Minimal turnout in Italy's regional elections
Regional elections were held in Italy's two largest regions, Lombardy and Lazio, on Sunday and Monday. The votes were also considered a test of the public mood after the first 100 days of the new government under Giorgia Meloni. Her right-wing coalition won the elections with 54.4 percent in Lombardy and 52.1 percent in Lazio. The turnout was unusually low at 37.2 percent (Lazio) and 41.6 percent (Lombardy).
A political desert being sold as victory
With such high levels of abstention there is no winner, says La Repubblica:
“Such percentages have not been recorded in any parliamentary election since the Second World War, neither in a city municipal election nor in any other regional election since 1970. Never before has there been such a lack of incentive for voters to participate, never before has there been such a glaring lack of empathy between voters and institutions. The winners of the elections are surrounded by the indifference and disregard of two-thirds of the population they are supposed to govern. To paraphrase a famous phrase by Tacitus, one could say that a desert has been created around the regional institution they call victory.”

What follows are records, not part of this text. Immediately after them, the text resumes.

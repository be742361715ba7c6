use bitflags::bitflags;

use crate::colorspace::ColorSpace;

bitflags! {
    /// Flags selecting how much effort the compressor spends
    ///
    /// The flags are independent of each other and any combination
    /// is legal. When both are set the output is stored,
    /// since stored blocks bypass Huffman coding entirely.
    #[derive(Copy, Clone, Debug, Default, Eq, PartialEq, Hash)]
    pub struct CompressionFlags: u32 {
        /// Compute per-file Huffman tables, slower but smaller
        const ENCODE_SLOWER      = 0b0000_0001;
        /// Emit stored (uncompressed) deflate blocks only
        const FORCE_UNCOMPRESSED = 0b0000_0010;
    }
}

impl CompressionFlags {
    /// Neither flag set, global tables are used
    pub const NONE: CompressionFlags = CompressionFlags::empty();

    /// Convert a raw caller supplied value, rejecting unknown bits
    ///
    /// ```
    /// use fpng_core::options::CompressionFlags;
    /// assert_eq!(CompressionFlags::from_raw(1), Some(CompressionFlags::ENCODE_SLOWER));
    /// assert_eq!(CompressionFlags::from_raw(8), None);
    /// ```
    pub const fn from_raw(value: u32) -> Option<CompressionFlags> {
        CompressionFlags::from_bits(value)
    }
}

/// How the encoder picks the per-scanline predictor
#[derive(Copy, Clone, Debug, Default, Eq, PartialEq)]
pub enum FilterStrategy {
    /// Choose between sub and up per row, cheap to evaluate
    #[default]
    Fast,
    /// Try every predictor per row and keep the cheapest
    Adaptive,
    /// Always use no prediction
    None,
    /// Always use the sub predictor
    Sub,
    /// Always use the up predictor
    Up,
    /// Always use the average predictor
    Average,
    /// Always use the paeth predictor
    Paeth
}

/// Options respected by the png encoder
#[derive(Debug, Copy, Clone)]
pub struct EncoderOptions {
    width:           usize,
    height:          usize,
    colorspace:      ColorSpace,
    flags:           CompressionFlags,
    filter:          FilterStrategy,
    max_chain:       u16,
    idat_chunk_size: usize,
    use_unsafe:      bool
}

impl Default for EncoderOptions {
    fn default() -> Self {
        Self {
            width:           0,
            height:          0,
            colorspace:      ColorSpace::RGB,
            flags:           CompressionFlags::NONE,
            filter:          FilterStrategy::Fast,
            max_chain:       8,
            idat_chunk_size: 1 << 16,
            use_unsafe:      true
        }
    }
}

impl EncoderOptions {
    /// Create options for an image of the given dimensions and colorspace
    pub fn new(width: usize, height: usize, colorspace: ColorSpace) -> EncoderOptions {
        EncoderOptions::default()
            .set_width(width)
            .set_height(height)
            .set_colorspace(colorspace)
    }

    /// Get the width for which the image will be encoded in
    pub const fn get_width(&self) -> usize {
        self.width
    }
    /// Get height for which the image will be encoded in
    pub const fn get_height(&self) -> usize {
        self.height
    }
    /// Get the colorspace for which the image will be encoded in
    pub const fn get_colorspace(&self) -> ColorSpace {
        self.colorspace
    }
    /// Get the compression flags
    pub const fn get_flags(&self) -> CompressionFlags {
        self.flags
    }
    /// Get the scanline filter strategy
    pub const fn get_filter_strategy(&self) -> FilterStrategy {
        self.filter
    }
    /// Maximum number of hash chain links followed per position
    pub const fn get_max_chain(&self) -> u16 {
        self.max_chain
    }
    /// Maximum payload of a single IDAT chunk
    pub const fn get_idat_chunk_size(&self) -> usize {
        self.idat_chunk_size
    }
    /// Return true if the encoder may use platform specific intrinsics
    pub const fn get_use_unsafe(&self) -> bool {
        self.use_unsafe
    }

    /// Set width for the image to be encoded
    pub fn set_width(mut self, width: usize) -> Self {
        self.width = width;
        self
    }
    /// Set height for the image to be encoded
    pub fn set_height(mut self, height: usize) -> Self {
        self.height = height;
        self
    }
    /// Set colorspace for the image to be encoded
    pub fn set_colorspace(mut self, colorspace: ColorSpace) -> Self {
        self.colorspace = colorspace;
        self
    }
    /// Set compression flags
    pub fn set_flags(mut self, flags: CompressionFlags) -> Self {
        self.flags = flags;
        self
    }
    /// Set the scanline filter strategy
    pub fn set_filter_strategy(mut self, filter: FilterStrategy) -> Self {
        self.filter = filter;
        self
    }
    /// Set the maximum hash chain length, clamped to at least 1
    pub fn set_max_chain(mut self, max_chain: u16) -> Self {
        self.max_chain = max_chain.max(1);
        self
    }
    /// Set the maximum IDAT chunk payload
    ///
    /// Clamped to `1..=(1<<31)-1` as the container allows
    pub fn set_idat_chunk_size(mut self, size: usize) -> Self {
        self.idat_chunk_size = size.clamp(1, (1 << 31) - 1);
        self
    }
    /// Whether the encoder may use platform specific intrinsics
    pub fn set_use_unsafe(mut self, yes: bool) -> Self {
        self.use_unsafe = yes;
        self
    }
    /// Return true if the SSE code paths should be used
    pub fn use_sse41(&self) -> bool {
        self.use_unsafe && crate::cpu::capabilities_supported()
    }
}

#[cfg(test)]
mod tests {
    use super::{CompressionFlags, EncoderOptions};

    #[test]
    fn flags_combine() {
        let both = CompressionFlags::ENCODE_SLOWER | CompressionFlags::FORCE_UNCOMPRESSED;
        assert_eq!(both.bits(), 3);
        assert_eq!(CompressionFlags::NONE.bits(), 0);
        assert_eq!(CompressionFlags::from_raw(3), Some(both));
        assert_eq!(CompressionFlags::from_raw(4), None);
    }

    #[test]
    fn setters_clamp() {
        let opts = EncoderOptions::default()
            .set_max_chain(0)
            .set_idat_chunk_size(0);
        assert_eq!(opts.get_max_chain(), 1);
        assert_eq!(opts.get_idat_chunk_size(), 1);
    }
}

The left offers no alternative
La Stampa is concerned that abstention was particularly high among the centre-left electorate:
“Perhaps they were disappointed by a political camp incapable of building up an effective opposition, or perhaps they had given up because the result was already certain. The particular timing of the election may offer an explanation. But when the phenomenon repeats itself once and then again and again, justifications citing the timing lose all validity. The rapport with a large part of the electorate, the trust in change for the better, has been broken: it is the task of politics to restore it.”